The material below holds a span beginning at the line with "trace_mode_test!(mode_data_addr, 0x8, TraceMode::IDataAddr);" and ending at the line with "reg_ctrl: $c <<". Quote that span exactly, both ends included, and only that span.
RECORDS PROVIDED Block Start
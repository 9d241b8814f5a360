// Copyright (C) 2025 FZI Forschungszentrum Informatik
// SPDX-License-Identifier: Apache-2.0

use crate::etmv3::config::{Config, TraceMode};
use crate::types::{ArchVersion, CoreProfile};

macro_rules! trace_mode_test {
    ($n:ident, $c:literal, $m:expr) => {
        #[test]
        fn $n() {
            let config = Config {
                reg_ctrl: $c,
                ..Default::default()
            };
            assert_eq!(config.trace_mode(), $m);
        }
    };
}

trace_mode_test!(mode_instr_only, 0x0, TraceMode::InstrOnly);
trace_mode_test!(mode_data_val, 0x4, TraceMode::IDataVal);
trace_mode_test!(mode_data_addr, 0x8, TraceMode::IDataAddr);
trace_mode_test!(mode_data_val_addr, 0xc, TraceMode::IDataValAddr);
trace_mode_test!(mode_data_only_val, 0x10_0004, TraceMode::DataOnlyVal);
trace_mode_test!(mode_data_only_addr, 0x10_0008, TraceMode::DataOnlyAddr);
trace_mode_test!(mode_data_only_none, 0x10_0000, TraceMode::DataOnlyValAddr);

macro_rules! ctxt_id_test {
    ($n:ident, $c:literal, $b:literal) => {
        #[test]
        fn $n() {
            let config = Config {
                reg_ctrl: $c << 14,
                ..Default::default()
            };
            assert_eq!(config.ctxt_id_bytes(), $b);
        }
    };
}

ctxt_id_test!(ctxt_id_none, 0, 0);
ctxt_id_test!(ctxt_id_one, 1, 1);
ctxt_id_test!(ctxt_id_two, 2, 2);
ctxt_id_test!(ctxt_id_four, 3, 4);

#[test]
fn trace_id() {
    let config = Config {
        reg_trc_id: 0xf2,
        ..Default::default()
    };
    assert_eq!(config.trace_id(), 0x72);
}

#[test]
fn alt_branch_needs_rev4() {
    let mut config = Config {
        reg_idr: 0x10_0030,
        ..Default::default()
    };
    assert_eq!(config.minor_rev(), 3);
    assert!(!config.is_alt_branch());
    config.reg_idr = 0x10_0040;
    assert!(config.is_alt_branch());
    config.reg_idr = 0x40;
    assert!(!config.is_alt_branch());
}

#[test]
fn flags() {
    let config = Config {
        reg_ctrl: 0x1000 | (1 << 28) | (1 << 30),
        reg_ccer: (1 << 22) | (1 << 26) | (1 << 29),
        ..Default::default()
    };
    assert!(config.is_cycle_acc());
    assert!(config.is_ts_enabled());
    assert!(config.is_vmid_trace());
    assert!(config.has_ts());
    assert!(config.has_virt_ext());
    assert!(config.is_ts_64());
    assert!(config.is_instr_trace());
    assert!(!config.is_data_trace());

    let config = Config::default();
    assert!(!config.is_cycle_acc());
    assert!(!config.has_ts());
}

#[test]
fn v7m() {
    let config = Config {
        arch: ArchVersion::V7,
        profile: CoreProfile::CortexM,
        ..Default::default()
    };
    assert!(config.is_v7m());
    let config = Config {
        arch: ArchVersion::V7,
        profile: CoreProfile::CortexA,
        ..Default::default()
    };
    assert!(!config.is_v7m());
}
RECORDS PROVIDED Block End
** FINAL ANSWER **
trace_mode_test!(mode_data_addr, 0x8, TraceMode::IDataAddr);
trace_mode_test!(mode_data_val_addr, 0xc, TraceMode::IDataValAddr);
trace_mode_test!(mode_data_only_val, 0x10_0004, TraceMode::DataOnlyVal);
trace_mode_test!(mode_data_only_addr, 0x10_0008, TraceMode::DataOnlyAddr);
trace_mode_test!(mode_data_only_none, 0x10_0000, TraceMode::DataOnlyValAddr);

macro_rules! ctxt_id_test {
    ($n:ident, $c:literal, $b:literal) => {
        #[test]
        fn $n() {
            let config = Config {
                reg_ctrl: $c << 14,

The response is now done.